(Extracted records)
+++

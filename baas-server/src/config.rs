//! Server configuration.
//!
//! Configuration is loaded in the following order (later overrides earlier):
//! 1. Default values
//! 2. YAML config file named by BAAS_CONFIG, if set
//! 3. Environment variables

use crate::hasher::DEFAULT_BCRYPT_COST;
use serde::{Deserialize, Serialize};
use std::net::{Ipv4Addr, SocketAddr};
use std::path::{Path, PathBuf};
use std::time::Duration;

/// Default listening port.
pub const DEFAULT_PORT: u16 = baas_protocol::DEFAULT_PORT;

/// Server configuration.
#[derive(Debug, Clone, Default, Serialize, Deserialize)]
#[serde(default)]
pub struct Config {
    /// Network configuration.
    pub network: NetworkConfig,
    /// Worker pool configuration.
    pub workers: WorkersConfig,
    /// TLS configuration.
    pub tls: TlsConfig,
    /// Metrics configuration.
    pub metrics: MetricsConfig,
}

impl Config {
    /// Loads configuration from file, then applies environment variable overrides.
    pub fn load() -> Result<Self, ConfigError> {
        let mut config = match std::env::var("BAAS_CONFIG") {
            Ok(path) => Self::from_file(&path)?,
            Err(_) => Self::default(),
        };
        config.apply_env_overrides();
        config.validate()?;
        Ok(config)
    }

    /// Loads configuration from a YAML file.
    pub fn from_file(path: impl AsRef<Path>) -> Result<Self, ConfigError> {
        let path = path.as_ref();
        let content = std::fs::read_to_string(path)
            .map_err(|e| ConfigError::IoError(path.to_path_buf(), e))?;
        let config: Config = serde_yaml::from_str(&content)
            .map_err(|e| ConfigError::ParseError(path.to_path_buf(), e.to_string()))?;
        Ok(config)
    }

    /// Loads configuration from environment variables only.
    pub fn from_env() -> Self {
        let mut config = Self::default();
        config.apply_env_overrides();
        config
    }

    fn apply_env_overrides(&mut self) {
        self.apply_overrides(|key| std::env::var(key).ok());
    }

    /// Applies `BAAS_*` overrides read through `var`.
    pub fn apply_overrides(&mut self, var: impl Fn(&str) -> Option<String>) {
        self.network.apply_overrides(&var);
        self.workers.apply_overrides(&var);
        self.tls.apply_overrides(&var);
        self.metrics.apply_overrides(&var);
    }

    /// Checks cross-field constraints.
    pub fn validate(&self) -> Result<(), ConfigError> {
        self.workers.validate()?;
        self.tls.validate()
    }

    /// Saves configuration to a YAML file.
    pub fn save(&self, path: impl AsRef<Path>) -> Result<(), ConfigError> {
        let path = path.as_ref();
        let content = serde_yaml::to_string(self)
            .map_err(|e| ConfigError::ParseError(path.to_path_buf(), e.to_string()))?;
        std::fs::write(path, content).map_err(|e| ConfigError::IoError(path.to_path_buf(), e))?;
        Ok(())
    }
}

fn parse_flag(value: &str) -> bool {
    value == "1" || value.eq_ignore_ascii_case("true")
}

/// Network configuration.
#[derive(Debug, Clone, Serialize, Deserialize)]
#[serde(default)]
pub struct NetworkConfig {
    /// Host or address to listen on.
    pub hostname: String,
    /// Port to listen on; 0 picks a free port.
    pub port: u16,
    /// Idle connection timeout in milliseconds (0 = never).
    pub socket_timeout_ms: u64,
}

impl Default for NetworkConfig {
    fn default() -> Self {
        Self {
            hostname: Ipv4Addr::UNSPECIFIED.to_string(),
            port: DEFAULT_PORT,
            socket_timeout_ms: 2000,
        }
    }
}

impl NetworkConfig {
    fn apply_overrides(&mut self, var: &impl Fn(&str) -> Option<String>) {
        if let Some(bind) = var("BAAS_BIND") {
            match bind.rsplit_once(':') {
                Some((host, port)) => {
                    if let Ok(port) = port.parse() {
                        self.hostname = host.trim_matches(&['[', ']'][..]).to_string();
                        self.port = port;
                    }
                }
                None => self.hostname = bind,
            }
        }

        if let Some(timeout) = var("BAAS_SOCKET_TIMEOUT_MS") {
            if let Ok(ms) = timeout.parse() {
                self.socket_timeout_ms = ms;
            }
        }
    }

    /// Returns the idle timeout, or `None` when disabled.
    pub fn socket_timeout(&self) -> Option<Duration> {
        (self.socket_timeout_ms > 0).then(|| Duration::from_millis(self.socket_timeout_ms))
    }

    /// Returns the `host:port` string to bind.
    pub fn bind_addr(&self) -> String {
        if self.hostname.contains(':') {
            format!("[{}]:{}", self.hostname, self.port)
        } else {
            format!("{}:{}", self.hostname, self.port)
        }
    }
}

/// Worker pool configuration.
#[derive(Debug, Clone, Serialize, Deserialize)]
#[serde(default)]
pub struct WorkersConfig {
    /// Worker thread count. Unset means available parallelism minus one.
    pub count: Option<usize>,
    /// Bound on the wait queue. Unset means unbounded.
    pub max_queue_length: Option<usize>,
    /// bcrypt work factor (4..=31).
    pub bcrypt_cost: u32,
}

impl Default for WorkersConfig {
    fn default() -> Self {
        Self {
            count: None,
            max_queue_length: None,
            bcrypt_cost: DEFAULT_BCRYPT_COST,
        }
    }
}

impl WorkersConfig {
    fn apply_overrides(&mut self, var: &impl Fn(&str) -> Option<String>) {
        if let Some(n) = var("BAAS_WORKERS").and_then(|v| v.parse().ok()) {
            self.count = Some(n);
        }
        if let Some(max) = var("BAAS_MAX_QUEUE") {
            // An empty value clears a bound set in the file.
            self.max_queue_length = max.parse().ok();
        }
        if let Some(cost) = var("BAAS_BCRYPT_COST").and_then(|v| v.parse().ok()) {
            self.bcrypt_cost = cost;
        }
    }

    fn validate(&self) -> Result<(), ConfigError> {
        if self.count == Some(0) {
            return Err(ConfigError::ValidationError(
                "workers.count must be at least 1".to_string(),
            ));
        }
        if !(4..=31).contains(&self.bcrypt_cost) {
            return Err(ConfigError::ValidationError(format!(
                "workers.bcrypt_cost must be within 4..=31, got {}",
                self.bcrypt_cost
            )));
        }
        Ok(())
    }
}

/// TLS configuration.
#[derive(Debug, Clone, Default, Serialize, Deserialize)]
#[serde(default)]
pub struct TlsConfig {
    /// Serve `baass://` instead of `baas://`.
    pub enabled: bool,
    /// Path to PEM-encoded server certificate file.
    pub cert_path: Option<PathBuf>,
    /// Path to PEM-encoded private key file.
    pub key_path: Option<PathBuf>,
}

impl TlsConfig {
    fn apply_overrides(&mut self, var: &impl Fn(&str) -> Option<String>) {
        if let Some(enabled) = var("BAAS_TLS_ENABLED") {
            self.enabled = parse_flag(&enabled);
        }
        if let Some(path) = var("BAAS_TLS_CERT") {
            self.cert_path = Some(PathBuf::from(path));
        }
        if let Some(path) = var("BAAS_TLS_KEY") {
            self.key_path = Some(PathBuf::from(path));
        }
    }

    /// Validates TLS configuration.
    pub fn validate(&self) -> Result<(), ConfigError> {
        if !self.enabled {
            return Ok(());
        }

        if self.cert_path.is_none() {
            return Err(ConfigError::ValidationError(
                "TLS enabled but cert_path not set".to_string(),
            ));
        }
        if self.key_path.is_none() {
            return Err(ConfigError::ValidationError(
                "TLS enabled but key_path not set".to_string(),
            ));
        }

        Ok(())
    }
}

/// Metrics configuration.
#[derive(Debug, Clone, Serialize, Deserialize)]
#[serde(default)]
pub struct MetricsConfig {
    /// Enable metrics HTTP server.
    pub enabled: bool,
    /// Address to bind the metrics server to.
    #[serde(with = "socket_addr_serde")]
    pub bind_addr: SocketAddr,
}

impl Default for MetricsConfig {
    fn default() -> Self {
        Self {
            enabled: false,
            bind_addr: SocketAddr::from((Ipv4Addr::UNSPECIFIED, 9090)),
        }
    }
}

impl MetricsConfig {
    fn apply_overrides(&mut self, var: &impl Fn(&str) -> Option<String>) {
        if let Some(enabled) = var("BAAS_METRICS_ENABLED") {
            self.enabled = parse_flag(&enabled);
        }
        if let Some(parsed) = var("BAAS_METRICS_BIND").and_then(|a| a.parse().ok()) {
            self.bind_addr = parsed;
        }
    }
}

/// Configuration error.
#[derive(Debug)]
pub enum ConfigError {
    IoError(PathBuf, std::io::Error),
    ParseError(PathBuf, String),
    ValidationError(String),
}

impl std::fmt::Display for ConfigError {
    fn fmt(&self, f: &mut std::fmt::Formatter<'_>) -> std::fmt::Result {
        match self {
            ConfigError::IoError(path, e) => {
                write!(f, "failed to read config file '{}': {}", path.display(), e)
            }
            ConfigError::ParseError(path, e) => {
                write!(f, "failed to parse config file '{}': {}", path.display(), e)
            }
            ConfigError::ValidationError(msg) => {
                write!(f, "configuration validation failed: {}", msg)
            }
        }
    }
}

impl std::error::Error for ConfigError {}

/// SocketAddr as a plain string in YAML.
mod socket_addr_serde {
    use serde::{Deserialize, Deserializer, Serializer};
    use std::net::SocketAddr;

    pub fn serialize<S>(addr: &SocketAddr, serializer: S) -> Result<S::Ok, S::Error>
    where
        S: Serializer,
    {
        serializer.serialize_str(&addr.to_string())
    }

    pub fn deserialize<'de, D>(deserializer: D) -> Result<SocketAddr, D::Error>
    where
        D: Deserializer<'de>,
    {
        let s = String::deserialize(deserializer)?;
        s.parse().map_err(serde::de::Error::custom)
    }
}

#[cfg(test)]
mod tests {
    use super::*;
    use std::collections::HashMap;
    use std::io::Write;

    fn env(pairs: &[(&str, &str)]) -> impl Fn(&str) -> Option<String> {
        let map: HashMap<String, String> = pairs
            .iter()
            .map(|(k, v)| (k.to_string(), v.to_string()))
            .collect();
        move |key| map.get(key).cloned()
    }

    #[test]
    fn test_default_config() {
        let config = Config::default();
        assert_eq!(config.network.port, 9485);
        assert_eq!(config.network.bind_addr(), "0.0.0.0:9485");
        assert_eq!(
            config.network.socket_timeout(),
            Some(Duration::from_millis(2000))
        );
        assert_eq!(config.workers.count, None);
        assert_eq!(config.workers.max_queue_length, None);
        assert_eq!(config.workers.bcrypt_cost, 10);
        assert!(!config.tls.enabled);
        assert!(!config.metrics.enabled);
        assert!(config.validate().is_ok());
    }

    #[test]
    fn test_yaml_roundtrip() {
        let config = Config::default();
        let yaml = serde_yaml::to_string(&config).unwrap();
        let parsed: Config = serde_yaml::from_str(&yaml).unwrap();
        assert_eq!(parsed.network.bind_addr(), config.network.bind_addr());
        assert_eq!(parsed.metrics.bind_addr, config.metrics.bind_addr);
    }

    #[test]
    fn test_from_file_partial() {
        let mut file = tempfile::NamedTempFile::new().unwrap();
        writeln!(
            file,
            "network:\n  port: 7000\nworkers:\n  count: 3\n  max_queue_length: 50"
        )
        .unwrap();

        let config = Config::from_file(file.path()).unwrap();
        assert_eq!(config.network.port, 7000);
        assert_eq!(config.network.hostname, "0.0.0.0");
        assert_eq!(config.workers.count, Some(3));
        assert_eq!(config.workers.max_queue_length, Some(50));
        assert_eq!(config.workers.bcrypt_cost, 10);
    }

    #[test]
    fn test_from_file_errors() {
        let dir = tempfile::tempdir().unwrap();
        let missing = dir.path().join("missing.yaml");
        assert!(matches!(
            Config::from_file(&missing),
            Err(ConfigError::IoError(_, _))
        ));

        let bad = dir.path().join("bad.yaml");
        std::fs::write(&bad, "network: 42").unwrap();
        assert!(matches!(
            Config::from_file(&bad),
            Err(ConfigError::ParseError(_, _))
        ));
    }

    #[test]
    fn test_save_and_reload() {
        let dir = tempfile::tempdir().unwrap();
        let path = dir.path().join("baas.yaml");

        let mut config = Config::default();
        config.workers.bcrypt_cost = 12;
        config.network.socket_timeout_ms = 0;
        config.save(&path).unwrap();

        let loaded = Config::from_file(&path).unwrap();
        assert_eq!(loaded.workers.bcrypt_cost, 12);
        assert_eq!(loaded.network.socket_timeout(), None);
    }

    #[test]
    fn test_env_overrides() {
        let mut config = Config::default();
        config.apply_overrides(env(&[
            ("BAAS_BIND", "127.0.0.1:7777"),
            ("BAAS_SOCKET_TIMEOUT_MS", "500"),
            ("BAAS_WORKERS", "2"),
            ("BAAS_MAX_QUEUE", "8"),
            ("BAAS_BCRYPT_COST", "6"),
            ("BAAS_METRICS_ENABLED", "true"),
            ("BAAS_METRICS_BIND", "127.0.0.1:9999"),
        ]));

        assert_eq!(config.network.bind_addr(), "127.0.0.1:7777");
        assert_eq!(config.network.socket_timeout_ms, 500);
        assert_eq!(config.workers.count, Some(2));
        assert_eq!(config.workers.max_queue_length, Some(8));
        assert_eq!(config.workers.bcrypt_cost, 6);
        assert!(config.metrics.enabled);
        assert_eq!(config.metrics.bind_addr.port(), 9999);
    }

    #[test]
    fn test_env_bind_ipv6_and_bare_host() {
        let mut config = Config::default();
        config.apply_overrides(env(&[("BAAS_BIND", "[::1]:9000")]));
        assert_eq!(config.network.hostname, "::1");
        assert_eq!(config.network.bind_addr(), "[::1]:9000");

        let mut config = Config::default();
        config.apply_overrides(env(&[("BAAS_BIND", "localhost")]));
        assert_eq!(config.network.bind_addr(), "localhost:9485");
    }

    #[test]
    fn test_validation() {
        let mut config = Config::default();
        config.workers.count = Some(0);
        assert!(config.validate().is_err());

        let mut config = Config::default();
        config.workers.bcrypt_cost = 3;
        assert!(config.validate().is_err());

        let mut config = Config::default();
        config.apply_overrides(env(&[("BAAS_TLS_ENABLED", "1")]));
        let err = config.validate().unwrap_err();
        assert!(err.to_string().contains("cert_path"));

        config.apply_overrides(env(&[
            ("BAAS_TLS_CERT", "/tmp/cert.pem"),
            ("BAAS_TLS_KEY", "/tmp/key.pem"),
        ]));
        assert!(config.validate().is_ok());
    }
}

+++

TRY IT.
Tally the lines of the records holding the word "must", then state only the tally.

OUTPUT OF THE TASK.
2